:: Information ::
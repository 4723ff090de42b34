pub mod assess;
pub mod config_cmd;
pub mod doctor;

use std::path::Path;

use caduceus_config::{AppConfig, ConfigError};

/// Load the config from `path` when given, else from the default location.
/// Environment overrides apply either way.
pub fn load_config(path: Option<&Path>) -> Result<AppConfig, ConfigError> {
    match path {
        Some(path) => {
            let mut config = AppConfig::load_from(path)?;
            config.apply_env(|key| std::env::var(key).ok())?;
            Ok(config)
        }
        None => AppConfig::load(),
    }
}
//! # Caduceus Core
//!
//! Domain types, traits, and error definitions for the Caduceus clinical
//! reasoning runtime. This crate has **zero framework dependencies** — it
//! defines the domain model that all other crates implement against.
//!
//! ## Design Philosophy
//!
//! Every collaborator the agent loop talks to is a trait or a plain value
//! here. Implementations live in their respective crates:
//! - `Provider` — text generation back-ends (`caduceus-providers`)
//! - `TraceSink` — best-effort observability (`caduceus-telemetry`)
//! - `Capability` — request-scoped tools (`caduceus-tools`, or caller closures)

pub mod capability;
pub mod error;
pub mod observe;
pub mod provider;
pub mod step;

// Re-export key types at crate root for ergonomics
pub use capability::{Capability, CapabilityRegistry, ToolArgs};
pub use error::{CapabilityError, ProviderError, TransportError};
pub use observe::{BestEffortSink, NoopSink, TraceEvent, TraceRecord, TraceSink};
pub use provider::{GenerateOptions, GenerateRequest, Generation, Provider, Usage};
pub use step::{Step, StepKind, Transcript};
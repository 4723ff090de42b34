//! Streams a run's steps to a remote observer while it executes.
//!
//! Each run gets its own task and its own bounded channel. Steps are
//! encoded as complete frames before the single send that delivers them, so
//! a receiver never sees a partial event. After the last step comes either
//! a `final` frame carrying the report or an `error` frame, then the
//! `[DONE]` sentinel.
//!
//! Dropping the receiver cancels the run at its next suspend point.

use std::convert::Infallible;
use std::sync::Arc;

use async_trait::async_trait;
use caduceus_core::{Step, TransportError};
use caduceus_stream::{DONE_FRAME, WireEvent, encode};
use futures::{Stream, StreamExt};
use tokio::sync::mpsc;
use tokio::task::JoinHandle;
use tokio_stream::wrappers::ReceiverStream;
use tracing::{debug, warn};

use crate::controller::{Controller, RunObserver};
use crate::run::{RunError, RunReport, RunRequest};

/// Spawns observed runs against a shared controller.
#[derive(Clone)]
pub struct Emitter {
    controller: Arc<Controller>,
    capacity: usize,
}

impl Emitter {
    /// `capacity` bounds the frames buffered ahead of a slow receiver.
    pub fn new(controller: Arc<Controller>, capacity: usize) -> Self {
        Self {
            controller,
            capacity: capacity.max(1),
        }
    }

    /// Start `request` on its own task and return its frame stream.
    pub fn spawn(&self, request: RunRequest) -> RunStream {
        let (tx, rx) = mpsc::channel::<String>(self.capacity);
        let controller = Arc::clone(&self.controller);

        let task = tokio::spawn(async move {
            let mut observer = ChannelObserver { tx: tx.clone() };

            let result = tokio::select! {
                biased;
                _ = tx.closed() => None,
                result = controller.run_observed(request, &mut observer) => Some(result),
            };

            let Some(result) = result else {
                debug!("Stream receiver dropped; run cancelled");
                return None;
            };

            let (terminal, report) = match result {
                Ok(report) => (final_event(&report), report),
                Err(RunError::Provider { source, report }) => (
                    WireEvent::Error {
                        error: source.to_string(),
                    },
                    *report,
                ),
                // The receiver is gone; there is no one left to tell.
                Err(RunError::Transport { report, .. }) => return Some(*report),
            };

            match encode(&terminal) {
                Ok(frame) => {
                    if tx.send(frame).await.is_err() {
                        debug!(thread_id = %report.thread_id, "Receiver dropped before terminal frame");
                        return Some(report);
                    }
                }
                Err(e) => warn!(thread_id = %report.thread_id, error = %e, "Failed to encode terminal frame"),
            }
            if tx.send(DONE_FRAME.to_string()).await.is_err() {
                debug!(thread_id = %report.thread_id, "Receiver dropped before sentinel");
            }
            Some(report)
        });

        RunStream {
            frames: rx,
            handle: RunHandle { task },
        }
    }
}

fn final_event(report: &RunReport) -> WireEvent {
    match serde_json::to_value(report) {
        Ok(result) => WireEvent::Final { result },
        Err(e) => WireEvent::Error {
            error: format!("report could not be serialized: {e}"),
        },
    }
}

/// Forwards each committed step as one encoded frame.
struct ChannelObserver {
    tx: mpsc::Sender<String>,
}

#[async_trait]
impl RunObserver for ChannelObserver {
    async fn on_step(&mut self, step: &Step) -> Result<(), TransportError> {
        let frame = match encode(&WireEvent::from(step)) {
            Ok(frame) => frame,
            Err(e) => {
                warn!(iteration = step.iteration, error = %e, "Skipping step that failed to encode");
                return Ok(());
            }
        };
        self.tx
            .send(frame)
            .await
            .map_err(|_| TransportError::Disconnected)
    }
}

/// The receiving side of one spawned run.
pub struct RunStream {
    /// Complete frames, `data: ...\n\n`, ending with the sentinel.
    pub frames: mpsc::Receiver<String>,
    pub handle: RunHandle,
}

impl RunStream {
    /// The frames as a fallible byte-chunk stream, the shape an HTTP body
    /// or [`caduceus_stream::consume`] expects.
    pub fn into_byte_stream(
        self,
    ) -> (impl Stream<Item = Result<String, Infallible>> + Send + 'static, RunHandle) {
        let stream = ReceiverStream::new(self.frames).map(Ok::<String, Infallible>);
        (stream, self.handle)
    }
}

/// Control over a spawned run.
pub struct RunHandle {
    task: JoinHandle<Option<RunReport>>,
}

impl RunHandle {
    /// Stop the run at its current suspend point. Frames already sent stay
    /// valid; no terminal frame follows.
    pub fn abort(&self) {
        self.task.abort();
    }

    pub fn is_finished(&self) -> bool {
        self.task.is_finished()
    }

    /// Wait for the run. `None` when it was cancelled or aborted.
    pub async fn join(self) -> Option<RunReport> {
        match self.task.await {
            Ok(report) => report,
            Err(e) if e.is_cancelled() => None,
            Err(e) => {
                warn!(error = %e, "Run task failed");
                None
            }
        }
    }
}
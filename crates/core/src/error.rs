//! Error types for the Caduceus domain.
//!
//! Uses `thiserror` for ergonomic error definitions.
//! Each bounded context has its own error enum; only provider and
//! transport failures ever escape a run.

use thiserror::Error;

#[derive(Debug, Clone, Error)]
pub enum ProviderError {
    #[error("API request failed: {message} (status: {status_code})")]
    ApiError { status_code: u16, message: String },

    #[error("Rate limited by provider, retry after {retry_after_secs}s")]
    RateLimited { retry_after_secs: u64 },

    #[error("Authentication failed: {0}")]
    AuthenticationFailed(String),

    #[error("Model not found: {0}")]
    ModelNotFound(String),

    #[error("Provider not configured: {0}")]
    NotConfigured(String),

    #[error("Request timed out: {0}")]
    Timeout(String),

    #[error("Network error: {0}")]
    Network(String),

    #[error("Malformed provider response: {0}")]
    MalformedResponse(String),
}

impl ProviderError {
    /// Whether the same request may succeed if sent again later.
    pub fn is_retryable(&self) -> bool {
        match self {
            Self::RateLimited { .. } | Self::Timeout(_) | Self::Network(_) => true,
            Self::ApiError { status_code, .. } => *status_code >= 500,
            Self::AuthenticationFailed(_)
            | Self::ModelNotFound(_)
            | Self::NotConfigured(_)
            | Self::MalformedResponse(_) => false,
        }
    }
}

#[derive(Debug, Clone, Error)]
pub enum CapabilityError {
    #[error("Capability '{name}' is not registered. Available: {available}")]
    NotFound { name: String, available: String },

    #[error("Capability execution failed: {name} — {reason}")]
    ExecutionFailed { name: String, reason: String },

    #[error("Capability timed out: {name} after {timeout_secs}s")]
    Timeout { name: String, timeout_secs: u64 },

    #[error("Capability panicked: {0}")]
    Panicked(String),

    #[error("Invalid capability arguments: {0}")]
    InvalidArguments(String),

    #[error("Upstream lookup failed: {0}")]
    Upstream(String),
}

#[derive(Debug, Clone, Error)]
pub enum TransportError {
    #[error("Stream receiver disconnected")]
    Disconnected,

    #[error("Stream read failed: {0}")]
    Read(String),

    #[error("Stream ended without a terminal frame")]
    Truncated,
}
//! Consuming a progress stream served over HTTP.

use caduceus_core::TransportError;
use tracing::debug;

use crate::consumer::{ConsumeSummary, StreamHandler, consume};

/// Feed an HTTP response body through the consumer.
///
/// A non-success status is a transport failure; the body is not read.
pub async fn consume_response<H>(
    response: reqwest::Response,
    handler: &mut H,
) -> Result<ConsumeSummary, TransportError>
where
    H: StreamHandler + ?Sized,
{
    let status = response.status();
    if !status.is_success() {
        return Err(TransportError::Read(format!(
            "progress stream returned HTTP {status}"
        )));
    }

    debug!(url = %response.url(), "Consuming progress stream");
    consume(response.bytes_stream(), handler).await
}

/// Open a progress stream with a POSTed JSON body and consume it.
pub async fn post_and_consume<H>(
    client: &reqwest::Client,
    url: &str,
    body: &serde_json::Value,
    handler: &mut H,
) -> Result<ConsumeSummary, TransportError>
where
    H: StreamHandler + ?Sized,
{
    let response = client
        .post(url)
        .header("Accept", "text/event-stream")
        .json(body)
        .send()
        .await
        .map_err(|e| TransportError::Read(e.to_string()))?;
    consume_response(response, handler).await
}
//! Body-mass index.

use caduceus_core::{Capability, CapabilityError, ToolArgs};
use serde::Serialize;
use serde_json::json;
use tracing::debug;

use crate::{positive, round_to};

#[derive(Debug, Clone, PartialEq, Serialize)]
pub struct BmiResult {
    pub bmi: f64,
    /// WHO adult category.
    pub category: &'static str,
}

/// `weight / height²`, rounded to one decimal.
pub fn bmi(weight_kg: f64, height_m: f64) -> Result<BmiResult, CapabilityError> {
    let weight_kg = positive("weight_kg", weight_kg)?;
    let height_m = positive("height_m", height_m)?;
    if height_m > 3.0 {
        return Err(CapabilityError::InvalidArguments(format!(
            "height_m {height_m} is implausible; was centimetres meant?"
        )));
    }

    let value = weight_kg / (height_m * height_m);
    Ok(BmiResult {
        bmi: round_to(value, 1),
        category: category(value),
    })
}

fn category(bmi: f64) -> &'static str {
    match bmi {
        b if b < 18.5 => "underweight",
        b if b < 25.0 => "normal",
        b if b < 30.0 => "overweight",
        b if b < 35.0 => "obese class I",
        b if b < 40.0 => "obese class II",
        _ => "obese class III",
    }
}

pub fn capability() -> Capability {
    Capability::from_fn(
        "bmi",
        "Compute body-mass index and its WHO category from weight and height.",
        json!({
            "type": "object",
            "properties": {
                "weight_kg": {"type": "number", "description": "Body weight in kilograms"},
                "height_m": {"type": "number", "description": "Height in metres"},
                "height_cm": {"type": "number", "description": "Height in centimetres, if height_m is not given"}
            },
            "required": ["weight_kg"]
        }),
        |args: ToolArgs| async move {
            let height_m = match args.opt_f64("height_m") {
                Some(m) => m,
                None => args.f64("height_cm")? / 100.0,
            };
            let result = bmi(args.f64("weight_kg")?, height_m)?;
            debug!(bmi = result.bmi, "BMI computed");
            Ok(result)
        },
    )
}
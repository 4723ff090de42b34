//! Provider trait — the abstraction over text-generation back-ends.
//!
//! A Provider takes a prompt (plus an optional system prompt) and returns
//! the generated text. The agent loop never knows which back-end answered.
//!
//! Implementations: OpenAI-compatible endpoints, Anthropic Messages API.

use async_trait::async_trait;
use serde::{Deserialize, Serialize};

use crate::error::ProviderError;

/// Per-call generation options.
#[derive(Debug, Clone, Serialize, Deserialize)]
pub struct GenerateOptions {
    /// The model to use (e.g., "claude-sonnet-4", "gpt-4o")
    pub model: String,

    /// Temperature (0.0 = deterministic, 1.0 = creative)
    #[serde(default = "default_temperature")]
    pub temperature: f32,

    /// Maximum tokens to generate
    #[serde(default, skip_serializing_if = "Option::is_none")]
    pub max_tokens: Option<u32>,

    /// Stop sequences
    #[serde(default, skip_serializing_if = "Vec::is_empty")]
    pub stop: Vec<String>,
}

fn default_temperature() -> f32 {
    0.2
}

impl GenerateOptions {
    pub fn new(model: impl Into<String>) -> Self {
        Self {
            model: model.into(),
            temperature: default_temperature(),
            max_tokens: None,
            stop: Vec::new(),
        }
    }
}

/// A single generation request.
#[derive(Debug, Clone, Serialize, Deserialize)]
pub struct GenerateRequest {
    /// System instructions, sent the way each back-end expects them
    #[serde(default, skip_serializing_if = "Option::is_none")]
    pub system: Option<String>,

    /// The user-turn prompt
    pub prompt: String,

    pub options: GenerateOptions,
}

/// The generated text and what it cost.
#[derive(Debug, Clone, Serialize, Deserialize)]
pub struct Generation {
    pub content: String,

    #[serde(default, skip_serializing_if = "Option::is_none")]
    pub usage: Option<Usage>,

    /// Which model actually responded (may differ from requested)
    #[serde(default)]
    pub model: String,
}

/// Token usage information.
#[derive(Debug, Clone, Copy, Default, PartialEq, Eq, Serialize, Deserialize)]
#[serde(rename_all = "camelCase")]
pub struct Usage {
    pub prompt_tokens: u32,
    pub completion_tokens: u32,
    pub total_tokens: u32,
}

impl Usage {
    /// Add another usage record into this one, saturating at `u32::MAX`.
    pub fn accumulate(&mut self, other: &Usage) {
        self.prompt_tokens = self.prompt_tokens.saturating_add(other.prompt_tokens);
        self.completion_tokens = self.completion_tokens.saturating_add(other.completion_tokens);
        self.total_tokens = self.total_tokens.saturating_add(other.total_tokens);
    }
}

/// The core Provider trait.
///
/// Every text-generation back-end implements this trait. Selection happens
/// by explicit configuration when the caller builds a controller, so many
/// runs can share one `Arc<dyn Provider>` read-only.
#[async_trait]
pub trait Provider: Send + Sync {
    /// A human-readable name for this provider (e.g., "openai", "anthropic").
    fn name(&self) -> &str;

    /// Send a request and get the complete generated text.
    async fn generate(&self, request: GenerateRequest) -> Result<Generation, ProviderError>;

    /// Health check — can we reach the provider?
    async fn health_check(&self) -> Result<bool, ProviderError> {
        Ok(true)
    }
}

#[cfg(test)]
mod tests {
    use super::*;

    #[test]
    fn options_defaults() {
        let opts = GenerateOptions::new("gpt-4o");
        assert!((opts.temperature - 0.2).abs() < f32::EPSILON);
        assert!(opts.max_tokens.is_none());
        assert!(opts.stop.is_empty());
    }

    #[test]
    fn usage_accumulates() {
        let mut total = Usage::default();
        total.accumulate(&Usage {
            prompt_tokens: 10,
            completion_tokens: 5,
            total_tokens: 15,
        });
        total.accumulate(&Usage {
            prompt_tokens: 1,
            completion_tokens: 2,
            total_tokens: 3,
        });
        assert_eq!(total.prompt_tokens, 11);
        assert_eq!(total.total_tokens, 18);
    }

    #[test]
    fn usage_saturates_instead_of_overflowing() {
        let mut total = Usage {
            prompt_tokens: u32::MAX - 1,
            completion_tokens: 0,
            total_tokens: u32::MAX,
        };
        total.accumulate(&Usage {
            prompt_tokens: 10,
            completion_tokens: 3,
            total_tokens: 13,
        });
        assert_eq!(total.prompt_tokens, u32::MAX);
        assert_eq!(total.completion_tokens, 3);
        assert_eq!(total.total_tokens, u32::MAX);
    }

    #[test]
    fn request_serialization_skips_empty_system() {
        let req = GenerateRequest {
            system: None,
            prompt: "Assess chest pain".into(),
            options: GenerateOptions::new("m"),
        };
        let json = serde_json::to_string(&req).unwrap();
        assert!(!json.contains("system"));
        assert!(json.contains("Assess chest pain"));
    }
}
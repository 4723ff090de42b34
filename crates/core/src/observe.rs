//! Observability side-channel.
//!
//! The agent loop reports what it does to a [`TraceSink`]. Sinks are
//! best-effort: recording must never block the loop and a failing sink must
//! never fail a run. Wrap untrusted sinks in [`BestEffortSink`].

use std::panic::{AssertUnwindSafe, catch_unwind};
use std::sync::Arc;

use chrono::{DateTime, Utc};
use serde::{Deserialize, Serialize};
use tracing::warn;

use crate::provider::Usage;

/// Something worth tracing that happened during a run.
#[derive(Debug, Clone, Serialize, Deserialize)]
#[serde(tag = "event", rename_all = "snake_case")]
pub enum TraceEvent {
    RunStarted {
        max_iterations: u32,
        capabilities: Vec<String>,
        #[serde(default)]
        metadata: serde_json::Map<String, serde_json::Value>,
    },
    ModelCall {
        model: String,
        duration_ms: u64,
        usage: Option<Usage>,
        success: bool,
    },
    CapabilityCall {
        name: String,
        duration_ms: u64,
        success: bool,
    },
    ParseFailure {
        iteration: u32,
        reason: String,
    },
    RunFinished {
        outcome: String,
        iterations: u32,
    },
}

/// A trace event tagged with the run it belongs to.
#[derive(Debug, Clone, Serialize, Deserialize)]
pub struct TraceRecord {
    pub thread_id: String,
    pub event: TraceEvent,
    pub timestamp: DateTime<Utc>,
}

impl TraceRecord {
    pub fn new(thread_id: impl Into<String>, event: TraceEvent) -> Self {
        Self {
            thread_id: thread_id.into(),
            event,
            timestamp: Utc::now(),
        }
    }
}

/// A consumer of trace records.
pub trait TraceSink: Send + Sync {
    fn record(&self, record: TraceRecord);
}

/// A sink that drops everything.
#[derive(Debug, Default, Clone, Copy)]
pub struct NoopSink;

impl TraceSink for NoopSink {
    fn record(&self, _record: TraceRecord) {}
}

/// Shields the caller from a misbehaving sink: panics are caught and logged.
#[derive(Clone)]
pub struct BestEffortSink {
    inner: Arc<dyn TraceSink>,
}

impl BestEffortSink {
    pub fn new(inner: Arc<dyn TraceSink>) -> Self {
        Self { inner }
    }

    pub fn noop() -> Self {
        Self::new(Arc::new(NoopSink))
    }
}

impl TraceSink for BestEffortSink {
    fn record(&self, record: TraceRecord) {
        let thread_id = record.thread_id.clone();
        let inner = &self.inner;
        if catch_unwind(AssertUnwindSafe(|| inner.record(record))).is_err() {
            warn!(%thread_id, "Trace sink panicked; record dropped");
        }
    }
}

impl std::fmt::Debug for BestEffortSink {
    fn fmt(&self, f: &mut std::fmt::Formatter<'_>) -> std::fmt::Result {
        f.write_str("BestEffortSink")
    }
}

#[cfg(test)]
mod tests {
    use super::*;
    use std::sync::Mutex;

    struct Collecting(Mutex<Vec<TraceRecord>>);

    impl TraceSink for Collecting {
        fn record(&self, record: TraceRecord) {
            self.0.lock().unwrap().push(record);
        }
    }

    struct Exploding;

    impl TraceSink for Exploding {
        fn record(&self, _record: TraceRecord) {
            panic!("sink is down");
        }
    }

    fn finished() -> TraceRecord {
        TraceRecord::new(
            "t-1",
            TraceEvent::RunFinished {
                outcome: "answer".into(),
                iterations: 2,
            },
        )
    }

    #[test]
    fn best_effort_forwards_records() {
        let inner = Arc::new(Collecting(Mutex::new(Vec::new())));
        let sink = BestEffortSink::new(inner.clone());
        sink.record(finished());
        assert_eq!(inner.0.lock().unwrap().len(), 1);
    }

    #[test]
    fn best_effort_swallows_panics() {
        let sink = BestEffortSink::new(Arc::new(Exploding));
        sink.record(finished());
    }

    #[test]
    fn trace_event_serialization() {
        let json = serde_json::to_string(&finished()).unwrap();
        assert!(json.contains(r#""event":"run_finished""#));
        assert!(json.contains(r#""thread_id":"t-1""#));
    }
}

:: Exercise requirements ::
From the records above, transcribe exactly the run of lines that opens with the line holding "served over HTTP." and closes with the line holding "pub fn bmi(weight_kg: f64, height_m: f64)", both included.

:: Task answer ::
//! Consuming a progress stream served over HTTP.

use caduceus_core::TransportError;
use tracing::debug;

use crate::consumer::{ConsumeSummary, StreamHandler, consume};

/// Feed an HTTP response body through the consumer.
///
/// A non-success status is a transport failure; the body is not read.
pub async fn consume_response<H>(
    response: reqwest::Response,
    handler: &mut H,
) -> Result<ConsumeSummary, TransportError>
where
    H: StreamHandler + ?Sized,
{
    let status = response.status();
    if !status.is_success() {
        return Err(TransportError::Read(format!(
            "progress stream returned HTTP {status}"
        )));
    }

    debug!(url = %response.url(), "Consuming progress stream");
    consume(response.bytes_stream(), handler).await
}

/// Open a progress stream with a POSTed JSON body and consume it.
pub async fn post_and_consume<H>(
    client: &reqwest::Client,
    url: &str,
    body: &serde_json::Value,
    handler: &mut H,
) -> Result<ConsumeSummary, TransportError>
where
    H: StreamHandler + ?Sized,
{
    let response = client
        .post(url)
        .header("Accept", "text/event-stream")
        .json(body)
        .send()
        .await
        .map_err(|e| TransportError::Read(e.to_string()))?;
    consume_response(response, handler).await
}
//! Body-mass index.

use caduceus_core::{Capability, CapabilityError, ToolArgs};
use serde::Serialize;
use serde_json::json;
use tracing::debug;

use crate::{positive, round_to};

#[derive(Debug, Clone, PartialEq, Serialize)]
pub struct BmiResult {
    pub bmi: f64,
    /// WHO adult category.
    pub category: &'static str,
}

/// `weight / height²`, rounded to one decimal.
pub fn bmi(weight_kg: f64, height_m: f64) -> Result<BmiResult, CapabilityError> {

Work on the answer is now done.